What’s next for the world’s most powerful DSP?
Announcing 1 GFLOPS technology from TI
In the latest affirmation of its undisputed DSP dominance, Texas Instruments announces a floating-point DSP core that will provide single-processor performance of 1 billion floating-point operations per second (1 GFLOPS) on a single chip. The new core will support a new 32-bit, floating-point line of DSPs, the TMS320C67x generation, which complements and extends the groundbreaking VelociTI™ architecture already used in TI’s industry-leading, advanced-VLIW TMS320C62x fixed-point DSPs.
Not only does the ’C67x floating-point core deliver up to 10 times the performance of today’s fastest competitive offerings, but as a superset of the ’C62x instruction set, it makes TI the first DSP solutions provider to offer a code-compatible fixed- and floating-point architecture with a single learning curve.
"The VelociTI architecture lets DSP developers start with floating-point designs, and then seamlessly migrate to more cost-efficient fixed-point solutions," said TI Fellow and chief architect Ray Simar said at a recent gathering of the Microprocessor Forum.
In the first quarter of 1998, TI plans to release a new version of the ’C6x toolset that will fully support floating-point instructions. However, designers can use existing ’C6x tools to begin development of ’C67x floating-point systems today.
"Immediately," said Greg Da Silva, president and CEO of GO DSP Corporation, "that’s how fast DSP designers can start development and use the Code Composer IDE on the new ’C67x DSP. Since this is the first DSP chip family with code-compatible fixed- and floating-point DSP architectures, designers have an unprecedented time-to-market advantage."
"This compatibility with the ’C62x, the excellent tool set, the VelociTI architecture, and an expansive network of developers are an important component to Ariel’s success in the fast-paced networking market," remarked Ariel Corporation’s John Lynch, chief technology officer.
In addition to the wide range of telecom and datacom applications enabled by the ’C62x, the new ’C67x will enable next-generation advanced applications and bring faster speed, precision, and dynamic range to applications including wireless local loop base stations, beam-forming base stations, virtual reality 3-D graphics, voice mail, speech recognition, audio, radar, industrial control, atmospheric modeling, finite element analysis, and imaging such as fingerprint recognition, ultrasound, and MRI.

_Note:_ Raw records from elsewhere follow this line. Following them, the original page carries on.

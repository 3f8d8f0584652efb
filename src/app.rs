use crate::cards::CardInteraction;
use crate::config::RuntimeConfig;
use crate::contact::ContactFormHandler;
use crate::decorations::DecorationInit;
use crate::logging::Logger;
use crate::modal::ModalController;
use crate::nav::NavController;
use crate::notification::NotificationCenter;
use crate::page::Page;
use crate::scroll_effects::ScrollEffects;
use crate::smooth_scroll::SmoothScroller;
use serde_json::json;
use std::rc::Rc;

/// Every controller for one page session. Handlers only hold weak
/// references, so this value has to outlive the page.
pub struct Portfolio<P: Page> {
    pub notifications: Rc<NotificationCenter<P>>,
    pub scroller: Rc<SmoothScroller<P>>,
    pub nav: Rc<NavController<P>>,
    pub cards: Rc<CardInteraction<P>>,
    pub contact: Option<Rc<ContactFormHandler<P>>>,
    pub modals: Rc<ModalController<P>>,
    pub effects: Rc<ScrollEffects<P>>,
}

impl<P: Page> Portfolio<P> {
    /// Reads overrides from `data-*` attributes on `<body>`.
    pub fn config_from_page(page: &P) -> RuntimeConfig {
        match page.body() {
            Some(body) => RuntimeConfig::from_source(|name| page.attribute(&body, name)),
            None => RuntimeConfig::default(),
        }
    }

    pub fn start(page: Rc<P>, config: &RuntimeConfig) -> Self {
        let logger = Logger::new(config.log_level);

        let notifications = NotificationCenter::new(Rc::clone(&page), config, logger);
        let scroller = SmoothScroller::new(Rc::clone(&page), config, logger);

        let nav = NavController::new(Rc::clone(&page), Rc::clone(&scroller), config, logger);
        nav.install();

        let cards = CardInteraction::new(Rc::clone(&page), config, logger);
        cards.install();

        let contact =
            ContactFormHandler::new(Rc::clone(&page), Rc::clone(&notifications), config, logger);
        if let Some(contact) = contact.as_ref() {
            contact.install();
        }

        let modals = ModalController::new(Rc::clone(&page), logger);
        modals.install();

        let effects = ScrollEffects::new(Rc::clone(&page), Rc::clone(&scroller), config, logger);
        effects.install();

        DecorationInit::install(&page, config, logger);

        logger.info(
            "portfolio_initialized",
            json!({ "cards": cards.len(), "contact_form": contact.is_some(), "config": config }),
        );

        Self {
            notifications,
            scroller,
            nav,
            cards,
            contact,
            modals,
            effects,
        }
    }
}
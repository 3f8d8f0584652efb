use crate::config::RuntimeConfig;
use crate::logging::Logger;
use crate::page::{EventKind, Page, PageEvent, Target};
use serde::Serialize;
use serde_json::json;
use std::cell::RefCell;
use std::rc::{Rc, Weak};

const TOAST_STYLE: &str = "position: fixed; top: 100px; right: 20px; padding: 15px 20px; \
     border-radius: 8px; color: white; font-weight: 500; z-index: 10000; max-width: 300px; \
     box-shadow: 0 4px 12px rgba(0, 0, 0, 0.3); transform: translateX(400px); \
     transition: transform 0.3s ease;";
const OFFSCREEN_TRANSFORM: &str = "translateX(400px)";
const ONSCREEN_TRANSFORM: &str = "translateX(0)";
const TOAST_SELECTOR: &str = ".notification";

#[derive(Clone, Copy, Debug, Default, PartialEq, Eq, Serialize)]
#[serde(rename_all = "lowercase")]
pub enum NotificationKind {
    #[default]
    Info,
    Success,
    Error,
    Warning,
}

impl NotificationKind {
    pub fn as_str(self) -> &'static str {
        match self {
            Self::Info => "info",
            Self::Success => "success",
            Self::Error => "error",
            Self::Warning => "warning",
        }
    }

    /// Unknown names render as `Info`.
    pub fn parse(value: &str) -> Self {
        match value {
            "success" => Self::Success,
            "error" => Self::Error,
            "warning" => Self::Warning,
            _ => Self::Info,
        }
    }

    pub fn color(self) -> &'static str {
        match self {
            Self::Info => "#6fb3a8",
            Self::Success => "#4CAF50",
            Self::Error => "#f44336",
            Self::Warning => "#ff9800",
        }
    }
}

/// Owns the single toast slot. A new toast evicts the old one outright.
///
/// The auto-dismiss timer of a toast is never cancelled. It only ever acts on
/// the node it was scheduled for, and detaching is guarded by `is_attached`,
/// so a stale timer cannot touch a newer toast.
pub struct NotificationCenter<P: Page> {
    page: Rc<P>,
    logger: Logger,
    show_delay_ms: u32,
    lifetime_ms: u32,
    exit_ms: u32,
    current: RefCell<Option<P::Element>>,
}

impl<P: Page> NotificationCenter<P> {
    pub fn new(page: Rc<P>, config: &RuntimeConfig, logger: Logger) -> Rc<Self> {
        Rc::new(Self {
            page,
            logger,
            show_delay_ms: config.notification_show_delay_ms,
            lifetime_ms: config.notification_lifetime_ms,
            exit_ms: config.notification_exit_ms,
            current: RefCell::new(None),
        })
    }

    pub fn current(&self) -> Option<P::Element> {
        self.current.borrow().clone()
    }

    pub fn notify(self: &Rc<Self>, message: &str, kind: NotificationKind) -> Option<P::Element> {
        self.evict();

        let Some(body) = self.page.body() else {
            self.logger
                .debug("component_skipped", json!({ "component": "notification", "missing": "body" }));
            return None;
        };
        let toast = self.page.create_element("div")?;

        self.page
            .set_class_name(&toast, &format!("notification notification-{}", kind.as_str()));
        self.page.set_text(&toast, message);
        self.page.set_css_text(&toast, TOAST_STYLE);
        self.page.set_style(&toast, "background-color", kind.color());
        self.page.append_child(&body, &toast);
        *self.current.borrow_mut() = Some(toast.clone());

        {
            let page = Rc::clone(&self.page);
            let toast = toast.clone();
            self.page.set_timeout(
                self.show_delay_ms,
                Box::new(move || page.set_style(&toast, "transform", ONSCREEN_TRANSFORM)),
            );
        }

        {
            let center = Rc::clone(self);
            let toast = toast.clone();
            self.page
                .set_timeout(self.lifetime_ms, Box::new(move || center.dismiss(&toast)));
        }

        {
            let center: Weak<Self> = Rc::downgrade(self);
            let target = toast.clone();
            self.page.listen(
                Target::Element(toast.clone()),
                EventKind::Click,
                Rc::new(move |_: &PageEvent<P::Element>| {
                    if let Some(center) = center.upgrade() {
                        center.dismiss(&target);
                    }
                }),
            );
        }

        self.logger.info(
            "notification_shown",
            json!({ "kind": kind, "message_len": message.chars().count() }),
        );

        Some(toast)
    }

    /// Slides `toast` out and detaches it once the transition has run.
    pub fn dismiss(self: &Rc<Self>, toast: &P::Element) {
        self.page.set_style(toast, "transform", OFFSCREEN_TRANSFORM);

        let center = Rc::clone(self);
        let toast = toast.clone();
        self.page
            .set_timeout(self.exit_ms, Box::new(move || center.detach(&toast)));
    }

    fn detach(&self, toast: &P::Element) {
        let mut current = self.current.borrow_mut();
        if current.as_ref() == Some(toast) {
            *current = None;
        }
        drop(current);

        if self.page.is_attached(toast) {
            self.page.remove(toast);
            self.logger.debug("notification_dismissed", json!({}));
        }
    }

    fn evict(&self) {
        if let Some(previous) = self.current.borrow_mut().take() {
            if self.page.is_attached(&previous) {
                self.page.remove(&previous);
            }
        }

        for stray in self.page.query_all(TOAST_SELECTOR) {
            self.page.remove(&stray);
        }
    }
}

To achieve the industry’s first ever fixed- and floating-point code-compatibility, TI added floating-point functionality to six of the eight functional units inside the ’C6x CPU. These functional units are two ALU units, two auxiliary units, and two multiplier units. The ’C67x floating-point core can achieve 1 GFLOPS at 167 MHz today; and TI plans to triple ’C67x performance by the year 2000.
"We plan to offer a broad ’C67x floating-point product offering. Performance will range from 1 GFLOPS up to 3 GFLOPS by the end of the decade," said Mike Hames, TI Semiconductor Group vice president and worldwide DSP manager. "This technology also will enable prices less than $50 per device and will be complemented by a wide variety of mixed-signal application-enabling devices." Sampling of the first ’C67x devices, manufactured in TI’s 0.18-micron TImeline technology, is planned for the second half of 1998.

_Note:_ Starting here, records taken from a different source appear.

use crate::config::RuntimeConfig;
use crate::logging::Logger;
use crate::notification::{NotificationCenter, NotificationKind};
use crate::page::{EventKind, Page, PageEvent, Target};
use regex::Regex;
use serde_json::json;
use std::rc::{Rc, Weak};
use std::sync::OnceLock;

const FORM_ID: &str = "contact-form";
const SENDING_MESSAGE: &str = "Sending your message...";
const SUCCESS_MESSAGE: &str = "Thank you for your message! I will get back to you soon.";

#[derive(Clone, Copy, Debug, PartialEq, Eq)]
pub enum ValidationError {
    MissingFields,
    InvalidEmail,
}

impl ValidationError {
    pub fn as_str(self) -> &'static str {
        match self {
            Self::MissingFields => "missing_fields",
            Self::InvalidEmail => "invalid_email",
        }
    }

    pub fn message(self) -> &'static str {
        match self {
            Self::MissingFields => "Please fill in all fields",
            Self::InvalidEmail => "Please enter a valid email address",
        }
    }
}

#[derive(Clone, Debug, PartialEq, Eq)]
pub struct ContactSubmission {
    pub name: String,
    pub email: String,
    pub message: String,
}

fn email_pattern() -> &'static Regex {
    static PATTERN: OnceLock<Regex> = OnceLock::new();
    PATTERN.get_or_init(|| {
        Regex::new(r"^[^\s@]+@[^\s@]+\.[^\s@]+$").expect("email pattern is a valid regex")
    })
}

pub fn is_valid_email(email: &str) -> bool {
    email_pattern().is_match(email)
}

pub fn validate(
    name: Option<String>,
    email: Option<String>,
    message: Option<String>,
) -> Result<ContactSubmission, ValidationError> {
    let (Some(name), Some(email), Some(message)) = (
        name.filter(|value| !value.is_empty()),
        email.filter(|value| !value.is_empty()),
        message.filter(|value| !value.is_empty()),
    ) else {
        return Err(ValidationError::MissingFields);
    };

    if !is_valid_email(&email) {
        return Err(ValidationError::InvalidEmail);
    }

    Ok(ContactSubmission {
        name,
        email,
        message,
    })
}

/// Client-side only: a valid submission is acknowledged after a fixed delay
/// and nothing leaves the page.
pub struct ContactFormHandler<P: Page> {
    page: Rc<P>,
    notifications: Rc<NotificationCenter<P>>,
    logger: Logger,
    submit_delay_ms: u32,
    form: P::Element,
}

impl<P: Page> ContactFormHandler<P> {
    pub fn new(
        page: Rc<P>,
        notifications: Rc<NotificationCenter<P>>,
        config: &RuntimeConfig,
        logger: Logger,
    ) -> Option<Rc<Self>> {
        let Some(form) = page.element_by_id(FORM_ID) else {
            logger.debug("component_skipped", json!({ "component": "contact_form" }));
            return None;
        };

        Some(Rc::new(Self {
            page,
            notifications,
            logger,
            submit_delay_ms: config.submit_delay_ms,
            form,
        }))
    }

    pub fn install(self: &Rc<Self>) {
        let handler: Weak<Self> = Rc::downgrade(self);
        self.page.listen(
            Target::Element(self.form.clone()),
            EventKind::Submit,
            Rc::new(move |event: &PageEvent<P::Element>| {
                event.prevent_default();
                if let Some(handler) = handler.upgrade() {
                    handler.submit();
                }
            }),
        );
    }

    pub fn submit(self: &Rc<Self>) {
        let field = |name: &str| self.page.form_value(&self.form, name);

        match validate(field("name"), field("email"), field("message")) {
            Err(error) => {
                self.logger
                    .info("contact_rejected", json!({ "reason": error.as_str() }));
                self.notifications
                    .notify(error.message(), NotificationKind::Error);
            }
            Ok(submission) => {
                self.notifications
                    .notify(SENDING_MESSAGE, NotificationKind::Info);

                let handler = Rc::clone(self);
                self.page.set_timeout(
                    self.submit_delay_ms,
                    Box::new(move || {
                        handler
                            .notifications
                            .notify(SUCCESS_MESSAGE, NotificationKind::Success);
                        handler.page.reset_form(&handler.form);
                        handler.logger.info(
                            "contact_submitted",
                            json!({ "message_len": submission.message.chars().count() }),
                        );
                    }),
                );
            }
        }
    }
}
use crate::app::Portfolio;
use crate::page::{EventKind, Handler, Page, PageEvent, Rect, Target, VisibilityOptions};
use gloo::events::{EventListener, EventListenerOptions};
use gloo::timers::callback::Timeout;
use js_sys::Array;
use std::cell::RefCell;
use std::rc::Rc;
use wasm_bindgen::{closure::Closure, JsCast, JsValue};
use web_sys::{
    window, Document, Element, Event, EventTarget, FormData, HtmlElement,
    HtmlFormElement, IntersectionObserver, IntersectionObserverEntry, IntersectionObserverInit,
    KeyboardEvent, MouseEvent, Window,
};

type ObserverCallback = Closure<dyn FnMut(Array, IntersectionObserver)>;

thread_local! {
    static SESSION: RefCell<Option<Portfolio<DomPage>>> = const { RefCell::new(None) };
}

/// `Page` over the live document. Listeners and observers are owned here so
/// they stay registered for the whole session.
pub struct DomPage {
    window: Window,
    document: Document,
    listeners: RefCell<Vec<EventListener>>,
    observers: RefCell<Vec<(IntersectionObserver, ObserverCallback)>>,
}

impl DomPage {
    pub fn new() -> Option<Self> {
        let window = window()?;
        let document = window.document()?;

        Some(Self {
            window,
            document,
            listeners: RefCell::new(Vec::new()),
            observers: RefCell::new(Vec::new()),
        })
    }

    fn event_target(&self, target: Target<Element>) -> EventTarget {
        match target {
            Target::Window => self.window.clone().into(),
            Target::Document => self.document.clone().into(),
            Target::Element(element) => element.into(),
        }
    }
}

fn html_element(element: &Element) -> Option<&HtmlElement> {
    element.dyn_ref::<HtmlElement>()
}

fn page_event(event: &Event) -> PageEvent<Element> {
    let target = event
        .target()
        .and_then(|target| target.dyn_into::<Element>().ok());
    let mut page_event = PageEvent::new(target);

    if let Some(mouse) = event.dyn_ref::<MouseEvent>() {
        page_event =
            page_event.with_pointer(f64::from(mouse.client_x()), f64::from(mouse.client_y()));
    }
    if let Some(keyboard) = event.dyn_ref::<KeyboardEvent>() {
        page_event = page_event.with_key(keyboard.key());
    }

    page_event
}

impl Page for DomPage {
    type Element = Element;

    fn query(&self, selector: &str) -> Option<Element> {
        self.document.query_selector(selector).ok().flatten()
    }

    fn query_all(&self, selector: &str) -> Vec<Element> {
        let Ok(nodes) = self.document.query_selector_all(selector) else {
            return Vec::new();
        };

        (0..nodes.length())
            .filter_map(|index| nodes.item(index))
            .filter_map(|node| node.dyn_into::<Element>().ok())
            .collect()
    }

    fn query_within(&self, root: &Element, selector: &str) -> Option<Element> {
        root.query_selector(selector).ok().flatten()
    }

    fn element_by_id(&self, id: &str) -> Option<Element> {
        self.document.get_element_by_id(id)
    }

    fn closest(&self, element: &Element, selector: &str) -> Option<Element> {
        element.closest(selector).ok().flatten()
    }

    fn body(&self) -> Option<Element> {
        self.document.body().map(Element::from)
    }

    fn head(&self) -> Option<Element> {
        self.document.head().map(Element::from)
    }

    fn create_element(&self, tag: &str) -> Option<Element> {
        self.document.create_element(tag).ok()
    }

    fn append_child(&self, parent: &Element, child: &Element) {
        let _ = parent.append_child(child);
    }

    fn remove(&self, element: &Element) {
        element.remove();
    }

    fn is_attached(&self, element: &Element) -> bool {
        element.is_connected()
    }

    fn set_text(&self, element: &Element, text: &str) {
        element.set_text_content(Some(text));
    }

    fn inner_html(&self, element: &Element) -> String {
        element.inner_html()
    }

    fn set_inner_html(&self, element: &Element, html: &str) {
        element.set_inner_html(html);
    }

    fn attribute(&self, element: &Element, name: &str) -> Option<String> {
        element.get_attribute(name)
    }

    fn set_attribute(&self, element: &Element, name: &str, value: &str) {
        let _ = element.set_attribute(name, value);
    }

    fn set_disabled(&self, element: &Element, disabled: bool) {
        if disabled {
            let _ = element.set_attribute("disabled", "");
        } else {
            let _ = element.remove_attribute("disabled");
        }
    }

    fn class_list(&self, element: &Element) -> Vec<String> {
        let classes = element.class_list();
        (0..classes.length())
            .filter_map(|index| classes.item(index))
            .collect()
    }

    fn set_class_name(&self, element: &Element, class_name: &str) {
        element.set_class_name(class_name);
    }

    fn toggle_class(&self, element: &Element, class: &str, on: bool) {
        let _ = element.class_list().toggle_with_force(class, on);
    }

    fn style(&self, element: &Element, property: &str) -> String {
        html_element(element)
            .and_then(|html| html.style().get_property_value(property).ok())
            .unwrap_or_default()
    }

    fn set_style(&self, element: &Element, property: &str, value: &str) {
        let Some(html) = html_element(element) else {
            return;
        };

        let style = html.style();
        if value.is_empty() {
            let _ = style.remove_property(property);
        } else {
            let _ = style.set_property(property, value);
        }
    }

    fn set_css_text(&self, element: &Element, css: &str) {
        if let Some(html) = html_element(element) {
            html.style().set_css_text(css);
        }
    }

    fn scroll_y(&self) -> f64 {
        self.window.scroll_y().unwrap_or(0.0)
    }

    fn scroll_to(&self, y: f64) {
        self.window.scroll_to_with_x_and_y(0.0, y);
    }

    fn inner_width(&self) -> f64 {
        self.window
            .inner_width()
            .ok()
            .and_then(|value| value.as_f64())
            .unwrap_or(0.0)
    }

    fn offset_top(&self, element: &Element) -> f64 {
        html_element(element)
            .map(|html| f64::from(html.offset_top()))
            .unwrap_or(0.0)
    }

    fn client_height(&self, element: &Element) -> f64 {
        f64::from(element.client_height())
    }

    fn bounding_rect(&self, element: &Element) -> Rect {
        let rect = element.get_bounding_client_rect();
        Rect {
            left: rect.left(),
            top: rect.top(),
            width: rect.width(),
            height: rect.height(),
        }
    }

    fn form_value(&self, form: &Element, name: &str) -> Option<String> {
        let form = form.dyn_ref::<HtmlFormElement>()?;
        FormData::new_with_form(form).ok()?.get(name).as_string()
    }

    fn reset_form(&self, form: &Element) {
        if let Some(form) = form.dyn_ref::<HtmlFormElement>() {
            form.reset();
        }
    }

    fn listen(&self, target: Target<Element>, kind: EventKind, handler: Handler<Element>) {
        let event_target = self.event_target(target);
        let listener = EventListener::new_with_options(
            &event_target,
            kind.as_str(),
            EventListenerOptions::enable_prevent_default(),
            move |event| {
                let forwarded = page_event(event);
                handler(&forwarded);

                if forwarded.is_default_prevented() {
                    event.prevent_default();
                }
                if forwarded.is_propagation_stopped() {
                    event.stop_propagation();
                }
            },
        );

        self.listeners.borrow_mut().push(listener);
    }

    fn set_timeout(&self, delay_ms: u32, callback: Box<dyn FnOnce()>) {
        Timeout::new(delay_ms, callback).forget();
    }

    fn request_animation_frame(&self, callback: Box<dyn FnOnce(f64)>) {
        let frame = Closure::once_into_js(move |timestamp: f64| callback(timestamp));
        let _ = self.window.request_animation_frame(frame.unchecked_ref());
    }

    fn observe_visibility_once(
        &self,
        elements: &[Element],
        options: VisibilityOptions,
        callback: Rc<dyn Fn(&Element)>,
    ) {
        let on_change = ObserverCallback::new(move |entries: Array, observer: IntersectionObserver| {
            for entry in entries.iter() {
                let Ok(entry) = entry.dyn_into::<IntersectionObserverEntry>() else {
                    continue;
                };
                if !entry.is_intersecting() {
                    continue;
                }

                let target = entry.target();
                observer.unobserve(&target);
                callback(&target);
            }
        });

        let init = IntersectionObserverInit::new();
        init.set_threshold(&JsValue::from_f64(options.threshold));
        init.set_root_margin(options.root_margin);

        let Ok(observer) =
            IntersectionObserver::new_with_options(on_change.as_ref().unchecked_ref(), &init)
        else {
            return;
        };

        for element in elements {
            observer.observe(element);
        }
        self.observers.borrow_mut().push((observer, on_change));
    }
}

fn start(page: Rc<DomPage>) {
    let config = Portfolio::config_from_page(page.as_ref());
    let portfolio = Portfolio::start(page, &config);
    SESSION.with(|session| *session.borrow_mut() = Some(portfolio));
}

pub fn run() {
    let Some(page) = DomPage::new() else {
        return;
    };
    let page = Rc::new(page);

    if page.document.ready_state() == "loading" {
        let document = page.document.clone();
        EventListener::once(&document, "DOMContentLoaded", move |_| start(page)).forget();
    } else {
        start(page);
    }
}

As the world’s number one DSP solutions provider, TI also has the largest number of floating-point customers worldwide and continues to encourage new designs using the 32-bit, floating-point TMS320C3x and TMS320C4x generations. For customers who need more performance, TI plans to offer translation tools from these existing architectures to the new ’C67x generation that will minimize rework and maximize ’C3x and ’C4x code investment. This ’C67x roadmap extends TI’s DSP market leadership well into the next century. "Once again, TI has shown its DSP leadership," said Peter Siy, president of White Mountain DSP.

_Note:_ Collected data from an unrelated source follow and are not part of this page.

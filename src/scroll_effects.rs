use crate::config::RuntimeConfig;
use crate::logging::Logger;
use crate::page::{EventKind, Page, PageEvent, Target, VisibilityOptions};
use crate::smooth_scroll::SmoothScroller;
use serde_json::json;
use std::cell::RefCell;
use std::rc::{Rc, Weak};

const FADE_SELECTOR: &str = ".fade-in";
const PROFILE_SELECTOR: &str = ".profile-pic";
const HOME_TARGET: &str = "#home";

const FADE_OPTIONS: VisibilityOptions = VisibilityOptions {
    threshold: 0.1,
    root_margin: "0px 0px -50px 0px",
};

const SCROLL_TOP_STYLE: &str = "position: fixed; bottom: 80px; right: 20px; width: 50px; \
     height: 50px; border-radius: 50%; background-color: #6fb3a8; color: white; border: none; \
     cursor: pointer; display: none; z-index: 99; box-shadow: 0 2px 10px rgba(0,0,0,0.3); \
     transition: all 0.3s ease;";
const RESTING_SHADOW: &str = "0 2px 10px rgba(0,0,0,0.3)";
const RAISED_SHADOW: &str = "0 4px 15px rgba(0,0,0,0.4)";

pub fn parallax_offset(scroll_y: f64, rate: f64) -> f64 {
    scroll_y * rate + 0.0
}

pub struct ScrollEffects<P: Page> {
    page: Rc<P>,
    scroller: Rc<SmoothScroller<P>>,
    logger: Logger,
    parallax_rate: f64,
    parallax_min_width: f64,
    scroll_top_threshold: f64,
    scroll_top_button: RefCell<Option<P::Element>>,
}

impl<P: Page> ScrollEffects<P> {
    pub fn new(
        page: Rc<P>,
        scroller: Rc<SmoothScroller<P>>,
        config: &RuntimeConfig,
        logger: Logger,
    ) -> Rc<Self> {
        Rc::new(Self {
            page,
            scroller,
            logger,
            parallax_rate: config.parallax_rate,
            parallax_min_width: config.parallax_min_width,
            scroll_top_threshold: config.scroll_top_threshold,
            scroll_top_button: RefCell::new(None),
        })
    }

    pub fn install(self: &Rc<Self>) {
        self.install_fade_in();
        self.install_scroll_top_button();

        let effects: Weak<Self> = Rc::downgrade(self);
        self.page.listen(
            Target::Window,
            EventKind::Scroll,
            Rc::new(move |_: &PageEvent<P::Element>| {
                if let Some(effects) = effects.upgrade() {
                    effects.on_scroll();
                }
            }),
        );
    }

    pub fn scroll_top_button(&self) -> Option<P::Element> {
        self.scroll_top_button.borrow().clone()
    }

    pub fn on_scroll(&self) {
        let scroll_y = self.page.scroll_y();

        if self.page.inner_width() > self.parallax_min_width {
            if let Some(profile) = self.page.query(PROFILE_SELECTOR) {
                let offset = parallax_offset(scroll_y, self.parallax_rate);
                self.page.set_style(
                    &profile,
                    "transform",
                    &format!("translateY({offset}px) scale(1.05)"),
                );
            }
        }

        if let Some(button) = self.scroll_top_button() {
            if scroll_y > self.scroll_top_threshold {
                self.page.set_style(&button, "display", "flex");
                self.page.set_style(&button, "justify-content", "center");
                self.page.set_style(&button, "align-items", "center");
            } else {
                self.page.set_style(&button, "display", "none");
            }
        }
    }

    fn install_fade_in(&self) {
        let elements = self.page.query_all(FADE_SELECTOR);
        if elements.is_empty() {
            return;
        }

        for element in &elements {
            self.page.set_style(element, "opacity", "0");
            self.page.set_style(element, "transform", "translateY(20px)");
            self.page
                .set_style(element, "transition", "opacity 0.8s ease, transform 0.8s ease");
        }

        let page = Rc::downgrade(&self.page);
        self.page.observe_visibility_once(
            &elements,
            FADE_OPTIONS,
            Rc::new(move |element: &P::Element| {
                if let Some(page) = page.upgrade() {
                    page.set_style(element, "opacity", "1");
                    page.set_style(element, "transform", "translateY(0)");
                }
            }),
        );
    }

    fn install_scroll_top_button(self: &Rc<Self>) {
        let Some(body) = self.page.body() else {
            self.logger
                .debug("component_skipped", json!({ "component": "scroll_top", "missing": "body" }));
            return;
        };
        let Some(button) = self.page.create_element("button") else {
            return;
        };

        if let Some(icon) = self.page.create_element("i") {
            self.page.set_class_name(&icon, "fas fa-chevron-up");
            self.page.append_child(&button, &icon);
        }
        self.page.set_attribute(&button, "aria-label", "Scroll to top");
        self.page.set_css_text(&button, SCROLL_TOP_STYLE);

        for (kind, transform, shadow) in [
            (EventKind::MouseEnter, "translateY(-3px)", RAISED_SHADOW),
            (EventKind::MouseLeave, "translateY(0)", RESTING_SHADOW),
        ] {
            let page = Rc::downgrade(&self.page);
            let hovered = button.clone();
            self.page.listen(
                Target::Element(button.clone()),
                kind,
                Rc::new(move |_: &PageEvent<P::Element>| {
                    if let Some(page) = page.upgrade() {
                        page.set_style(&hovered, "transform", transform);
                        page.set_style(&hovered, "box-shadow", shadow);
                    }
                }),
            );
        }

        let scroller = Rc::downgrade(&self.scroller);
        self.page.listen(
            Target::Element(button.clone()),
            EventKind::Click,
            Rc::new(move |_: &PageEvent<P::Element>| {
                if let Some(scroller) = scroller.upgrade() {
                    scroller.scroll_to(HOME_TARGET);
                }
            }),
        );

        self.page.append_child(&body, &button);
        *self.scroll_top_button.borrow_mut() = Some(button);
    }
}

Leading DSP third-party companies who have already announced they will support the new ’C67x core include 3L; Ariel Corporation; Coreco, Inc.; DNA Enterprises, Inc.; DSP Research, Inc.; DSP Software Engineering, Inc.; Eonic Systems; GO DSP Corporation; Hunt Engineering; Loughborough Sound Images (LSI); Mizar; Pentek, Inc.; RadiSys Corporation; Spectron; Spectrum Signal Processing; Sundance Multiprocessor Technology, Ltd.; Traquair Data Systems; Transtech Parallel Systems Corporation; and White Mountain DSP, Inc.